Goal of the exercise »
For the data below, the lines that hold "methods" should be counted; only the resulting number is expected.

BEGIN

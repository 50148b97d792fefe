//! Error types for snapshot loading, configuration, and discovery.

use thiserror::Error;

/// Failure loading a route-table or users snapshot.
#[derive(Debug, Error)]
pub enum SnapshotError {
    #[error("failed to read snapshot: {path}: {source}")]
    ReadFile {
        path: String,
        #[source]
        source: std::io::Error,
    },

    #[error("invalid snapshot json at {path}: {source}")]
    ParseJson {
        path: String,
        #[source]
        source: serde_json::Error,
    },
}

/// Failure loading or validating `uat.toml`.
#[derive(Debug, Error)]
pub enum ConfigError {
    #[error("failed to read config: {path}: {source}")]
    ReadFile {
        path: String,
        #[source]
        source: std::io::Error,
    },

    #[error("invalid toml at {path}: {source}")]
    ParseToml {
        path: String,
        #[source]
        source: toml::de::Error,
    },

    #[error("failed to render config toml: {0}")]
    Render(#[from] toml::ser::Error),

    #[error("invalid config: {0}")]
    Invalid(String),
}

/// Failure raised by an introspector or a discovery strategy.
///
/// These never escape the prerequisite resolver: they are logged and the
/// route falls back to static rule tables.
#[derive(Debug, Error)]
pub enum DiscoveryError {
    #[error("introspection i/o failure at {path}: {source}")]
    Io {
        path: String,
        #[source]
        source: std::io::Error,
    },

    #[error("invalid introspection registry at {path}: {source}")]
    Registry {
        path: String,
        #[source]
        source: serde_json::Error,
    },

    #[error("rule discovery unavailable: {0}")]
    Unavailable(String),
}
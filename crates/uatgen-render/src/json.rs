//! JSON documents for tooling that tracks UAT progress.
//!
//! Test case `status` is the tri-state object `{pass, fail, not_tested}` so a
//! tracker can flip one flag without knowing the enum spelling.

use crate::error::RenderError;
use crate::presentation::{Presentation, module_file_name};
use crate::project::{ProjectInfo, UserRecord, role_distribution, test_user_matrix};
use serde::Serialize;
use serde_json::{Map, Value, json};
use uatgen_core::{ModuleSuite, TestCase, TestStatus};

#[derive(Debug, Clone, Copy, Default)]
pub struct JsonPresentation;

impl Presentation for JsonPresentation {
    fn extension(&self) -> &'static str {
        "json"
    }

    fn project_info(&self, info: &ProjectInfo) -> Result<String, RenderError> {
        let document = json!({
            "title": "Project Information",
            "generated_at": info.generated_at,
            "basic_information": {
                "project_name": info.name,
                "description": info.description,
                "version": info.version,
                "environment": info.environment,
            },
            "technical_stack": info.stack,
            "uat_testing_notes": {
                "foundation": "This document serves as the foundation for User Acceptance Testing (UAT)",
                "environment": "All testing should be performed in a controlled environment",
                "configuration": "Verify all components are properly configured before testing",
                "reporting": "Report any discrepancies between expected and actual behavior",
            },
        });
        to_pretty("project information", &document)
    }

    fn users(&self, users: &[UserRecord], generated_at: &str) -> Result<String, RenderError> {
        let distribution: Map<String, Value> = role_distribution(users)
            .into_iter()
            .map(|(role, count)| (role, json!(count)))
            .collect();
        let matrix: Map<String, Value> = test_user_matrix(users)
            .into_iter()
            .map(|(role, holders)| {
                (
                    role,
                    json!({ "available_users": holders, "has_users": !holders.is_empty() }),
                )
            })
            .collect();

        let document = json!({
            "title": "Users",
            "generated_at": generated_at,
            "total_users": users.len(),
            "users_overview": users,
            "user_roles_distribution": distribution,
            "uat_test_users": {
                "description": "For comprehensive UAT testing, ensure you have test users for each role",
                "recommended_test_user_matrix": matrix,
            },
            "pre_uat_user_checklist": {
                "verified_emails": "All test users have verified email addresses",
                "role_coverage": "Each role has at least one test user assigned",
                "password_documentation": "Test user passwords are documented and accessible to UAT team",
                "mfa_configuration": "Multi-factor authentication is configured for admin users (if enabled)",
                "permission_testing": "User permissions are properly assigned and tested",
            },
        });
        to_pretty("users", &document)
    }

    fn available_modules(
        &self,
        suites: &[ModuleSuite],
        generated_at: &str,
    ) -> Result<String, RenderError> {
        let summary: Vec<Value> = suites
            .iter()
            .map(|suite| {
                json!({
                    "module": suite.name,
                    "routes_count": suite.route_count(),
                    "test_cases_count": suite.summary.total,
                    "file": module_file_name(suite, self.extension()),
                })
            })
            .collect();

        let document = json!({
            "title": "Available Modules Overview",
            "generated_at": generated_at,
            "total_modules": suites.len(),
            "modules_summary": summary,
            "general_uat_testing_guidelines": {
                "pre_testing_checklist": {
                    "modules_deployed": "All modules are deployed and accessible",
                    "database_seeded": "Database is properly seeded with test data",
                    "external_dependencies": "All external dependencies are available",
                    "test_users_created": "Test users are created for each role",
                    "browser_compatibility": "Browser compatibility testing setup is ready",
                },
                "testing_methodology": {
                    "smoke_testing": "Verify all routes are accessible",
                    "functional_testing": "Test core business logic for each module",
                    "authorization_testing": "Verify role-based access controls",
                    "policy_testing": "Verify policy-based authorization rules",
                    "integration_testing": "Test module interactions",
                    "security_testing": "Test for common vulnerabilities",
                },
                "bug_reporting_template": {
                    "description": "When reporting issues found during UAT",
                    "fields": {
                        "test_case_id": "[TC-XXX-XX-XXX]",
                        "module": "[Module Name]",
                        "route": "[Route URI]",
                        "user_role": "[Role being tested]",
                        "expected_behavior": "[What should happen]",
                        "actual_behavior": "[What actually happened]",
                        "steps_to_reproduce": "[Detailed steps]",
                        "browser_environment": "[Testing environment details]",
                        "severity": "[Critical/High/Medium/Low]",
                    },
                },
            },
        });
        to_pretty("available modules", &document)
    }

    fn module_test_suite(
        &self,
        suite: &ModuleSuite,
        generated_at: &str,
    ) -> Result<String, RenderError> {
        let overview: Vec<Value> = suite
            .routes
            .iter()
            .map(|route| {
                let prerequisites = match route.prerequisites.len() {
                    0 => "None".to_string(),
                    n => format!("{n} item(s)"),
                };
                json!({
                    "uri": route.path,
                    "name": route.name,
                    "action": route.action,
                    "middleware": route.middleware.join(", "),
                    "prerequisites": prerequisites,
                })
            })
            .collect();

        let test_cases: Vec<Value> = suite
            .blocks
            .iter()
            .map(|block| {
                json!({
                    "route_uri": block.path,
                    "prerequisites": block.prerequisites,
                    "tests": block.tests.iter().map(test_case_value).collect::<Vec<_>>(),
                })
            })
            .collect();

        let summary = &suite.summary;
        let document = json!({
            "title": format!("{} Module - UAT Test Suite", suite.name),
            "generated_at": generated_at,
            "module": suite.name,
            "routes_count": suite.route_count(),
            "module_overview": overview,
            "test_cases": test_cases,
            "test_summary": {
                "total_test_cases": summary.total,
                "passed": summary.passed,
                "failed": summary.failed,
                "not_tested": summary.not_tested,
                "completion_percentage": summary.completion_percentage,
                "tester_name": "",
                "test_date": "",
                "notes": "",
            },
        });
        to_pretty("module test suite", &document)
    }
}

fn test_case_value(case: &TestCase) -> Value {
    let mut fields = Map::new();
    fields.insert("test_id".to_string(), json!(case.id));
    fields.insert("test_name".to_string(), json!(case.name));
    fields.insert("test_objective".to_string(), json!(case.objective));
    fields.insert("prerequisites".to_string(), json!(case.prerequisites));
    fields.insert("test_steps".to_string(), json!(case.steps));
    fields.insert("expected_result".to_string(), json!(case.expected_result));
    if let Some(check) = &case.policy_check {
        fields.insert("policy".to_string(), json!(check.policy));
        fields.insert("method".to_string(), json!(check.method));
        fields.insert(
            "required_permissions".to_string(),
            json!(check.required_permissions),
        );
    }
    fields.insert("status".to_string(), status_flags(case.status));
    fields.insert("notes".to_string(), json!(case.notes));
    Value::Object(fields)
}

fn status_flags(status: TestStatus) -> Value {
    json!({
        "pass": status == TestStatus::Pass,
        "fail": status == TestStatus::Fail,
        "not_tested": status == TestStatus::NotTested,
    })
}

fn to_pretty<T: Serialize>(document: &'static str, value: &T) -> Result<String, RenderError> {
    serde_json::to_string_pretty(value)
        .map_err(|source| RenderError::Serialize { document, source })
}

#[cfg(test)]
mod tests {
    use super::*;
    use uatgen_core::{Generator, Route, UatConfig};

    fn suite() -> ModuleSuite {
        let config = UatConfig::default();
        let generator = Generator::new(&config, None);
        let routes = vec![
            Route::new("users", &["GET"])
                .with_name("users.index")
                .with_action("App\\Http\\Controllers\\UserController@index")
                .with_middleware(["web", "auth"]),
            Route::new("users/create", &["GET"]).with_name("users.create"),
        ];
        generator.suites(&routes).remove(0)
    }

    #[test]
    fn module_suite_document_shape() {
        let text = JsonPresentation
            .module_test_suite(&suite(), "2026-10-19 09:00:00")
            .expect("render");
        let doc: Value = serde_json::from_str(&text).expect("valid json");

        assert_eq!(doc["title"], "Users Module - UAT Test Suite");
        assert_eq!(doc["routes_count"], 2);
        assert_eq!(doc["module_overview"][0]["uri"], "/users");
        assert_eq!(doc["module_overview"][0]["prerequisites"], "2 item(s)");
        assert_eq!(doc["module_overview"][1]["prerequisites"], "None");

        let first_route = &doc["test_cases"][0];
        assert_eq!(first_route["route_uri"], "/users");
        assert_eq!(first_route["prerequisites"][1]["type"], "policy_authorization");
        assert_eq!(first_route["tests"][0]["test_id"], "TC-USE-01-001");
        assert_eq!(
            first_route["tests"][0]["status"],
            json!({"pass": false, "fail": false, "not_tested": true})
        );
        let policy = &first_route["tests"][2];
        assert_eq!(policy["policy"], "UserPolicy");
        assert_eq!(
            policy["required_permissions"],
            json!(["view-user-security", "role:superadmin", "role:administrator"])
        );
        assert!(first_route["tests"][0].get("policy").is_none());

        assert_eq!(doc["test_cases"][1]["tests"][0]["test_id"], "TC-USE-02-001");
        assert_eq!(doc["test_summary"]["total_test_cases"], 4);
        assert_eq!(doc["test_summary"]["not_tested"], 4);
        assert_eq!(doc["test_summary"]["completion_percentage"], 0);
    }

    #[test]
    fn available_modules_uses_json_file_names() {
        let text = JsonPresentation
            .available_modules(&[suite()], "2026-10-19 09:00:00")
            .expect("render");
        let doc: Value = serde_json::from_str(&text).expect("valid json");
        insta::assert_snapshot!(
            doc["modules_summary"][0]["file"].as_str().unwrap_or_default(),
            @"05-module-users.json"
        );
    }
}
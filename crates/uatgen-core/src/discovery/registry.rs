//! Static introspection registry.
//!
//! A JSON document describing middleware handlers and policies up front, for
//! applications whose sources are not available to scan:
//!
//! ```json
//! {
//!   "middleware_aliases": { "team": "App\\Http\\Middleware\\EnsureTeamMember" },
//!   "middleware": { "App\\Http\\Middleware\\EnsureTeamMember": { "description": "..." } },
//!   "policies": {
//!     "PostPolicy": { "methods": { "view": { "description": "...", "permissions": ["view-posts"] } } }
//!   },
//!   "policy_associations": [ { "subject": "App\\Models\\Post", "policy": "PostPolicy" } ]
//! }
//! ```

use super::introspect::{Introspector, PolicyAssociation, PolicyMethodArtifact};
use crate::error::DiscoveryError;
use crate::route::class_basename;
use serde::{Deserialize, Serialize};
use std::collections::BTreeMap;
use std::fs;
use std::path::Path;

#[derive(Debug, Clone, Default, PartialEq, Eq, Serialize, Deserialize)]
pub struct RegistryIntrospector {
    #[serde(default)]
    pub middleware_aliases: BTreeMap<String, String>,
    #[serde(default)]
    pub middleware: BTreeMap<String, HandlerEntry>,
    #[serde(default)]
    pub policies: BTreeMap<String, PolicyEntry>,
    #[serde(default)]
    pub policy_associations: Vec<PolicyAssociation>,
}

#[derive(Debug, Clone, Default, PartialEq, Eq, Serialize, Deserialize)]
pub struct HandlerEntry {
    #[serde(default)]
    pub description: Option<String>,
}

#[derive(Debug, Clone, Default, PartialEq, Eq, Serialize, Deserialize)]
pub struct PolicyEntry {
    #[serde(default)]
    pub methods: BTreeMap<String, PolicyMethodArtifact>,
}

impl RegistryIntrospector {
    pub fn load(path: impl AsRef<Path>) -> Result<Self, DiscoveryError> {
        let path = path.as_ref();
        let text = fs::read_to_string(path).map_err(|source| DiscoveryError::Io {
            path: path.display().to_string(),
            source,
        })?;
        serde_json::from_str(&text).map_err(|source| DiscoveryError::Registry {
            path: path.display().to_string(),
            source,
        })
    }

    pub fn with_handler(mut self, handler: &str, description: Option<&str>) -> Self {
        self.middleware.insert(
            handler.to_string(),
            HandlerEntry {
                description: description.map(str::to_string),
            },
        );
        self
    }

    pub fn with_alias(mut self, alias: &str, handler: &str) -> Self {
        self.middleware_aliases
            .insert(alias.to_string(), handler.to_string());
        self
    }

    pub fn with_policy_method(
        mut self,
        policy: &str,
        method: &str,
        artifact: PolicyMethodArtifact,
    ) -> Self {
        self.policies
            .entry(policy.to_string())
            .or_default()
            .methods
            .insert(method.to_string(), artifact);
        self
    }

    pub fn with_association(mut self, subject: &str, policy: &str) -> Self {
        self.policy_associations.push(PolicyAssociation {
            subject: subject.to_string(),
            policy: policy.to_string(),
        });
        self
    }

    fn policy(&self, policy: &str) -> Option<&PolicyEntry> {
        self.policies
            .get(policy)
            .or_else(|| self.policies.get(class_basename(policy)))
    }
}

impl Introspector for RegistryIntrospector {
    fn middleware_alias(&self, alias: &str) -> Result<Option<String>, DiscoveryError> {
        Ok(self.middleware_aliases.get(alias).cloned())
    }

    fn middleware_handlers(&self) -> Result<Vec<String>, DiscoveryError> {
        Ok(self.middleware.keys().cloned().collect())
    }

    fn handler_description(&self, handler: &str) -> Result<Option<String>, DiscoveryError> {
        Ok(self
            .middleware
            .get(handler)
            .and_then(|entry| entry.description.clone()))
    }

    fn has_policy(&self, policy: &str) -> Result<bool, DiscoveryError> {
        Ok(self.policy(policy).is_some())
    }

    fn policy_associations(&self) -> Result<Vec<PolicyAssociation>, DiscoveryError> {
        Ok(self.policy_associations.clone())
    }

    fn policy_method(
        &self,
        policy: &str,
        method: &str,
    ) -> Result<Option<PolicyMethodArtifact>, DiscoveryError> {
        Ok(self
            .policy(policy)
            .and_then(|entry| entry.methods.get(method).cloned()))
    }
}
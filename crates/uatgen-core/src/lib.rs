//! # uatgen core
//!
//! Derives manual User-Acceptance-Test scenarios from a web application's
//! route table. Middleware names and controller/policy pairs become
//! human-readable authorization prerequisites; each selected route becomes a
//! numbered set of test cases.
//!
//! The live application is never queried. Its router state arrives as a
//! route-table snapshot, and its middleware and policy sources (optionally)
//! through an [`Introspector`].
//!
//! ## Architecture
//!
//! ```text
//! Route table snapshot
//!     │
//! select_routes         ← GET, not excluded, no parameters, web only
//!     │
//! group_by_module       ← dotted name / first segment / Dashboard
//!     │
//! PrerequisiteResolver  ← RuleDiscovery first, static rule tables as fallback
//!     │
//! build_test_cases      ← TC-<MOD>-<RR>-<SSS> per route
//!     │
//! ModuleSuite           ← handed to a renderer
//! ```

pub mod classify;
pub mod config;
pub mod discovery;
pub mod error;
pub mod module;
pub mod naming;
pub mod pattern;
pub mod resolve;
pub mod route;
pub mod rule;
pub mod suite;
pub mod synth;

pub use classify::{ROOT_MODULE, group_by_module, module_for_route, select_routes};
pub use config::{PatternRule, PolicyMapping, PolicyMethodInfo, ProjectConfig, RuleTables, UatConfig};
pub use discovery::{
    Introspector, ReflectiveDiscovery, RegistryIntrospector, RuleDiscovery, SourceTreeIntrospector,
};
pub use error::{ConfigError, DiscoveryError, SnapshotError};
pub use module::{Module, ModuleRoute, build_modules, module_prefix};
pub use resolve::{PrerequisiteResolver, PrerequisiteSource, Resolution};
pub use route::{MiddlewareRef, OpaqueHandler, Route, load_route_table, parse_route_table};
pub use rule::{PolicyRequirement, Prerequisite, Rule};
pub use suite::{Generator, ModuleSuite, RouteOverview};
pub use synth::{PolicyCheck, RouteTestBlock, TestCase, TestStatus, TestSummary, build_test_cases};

END

Result for this exercise »
4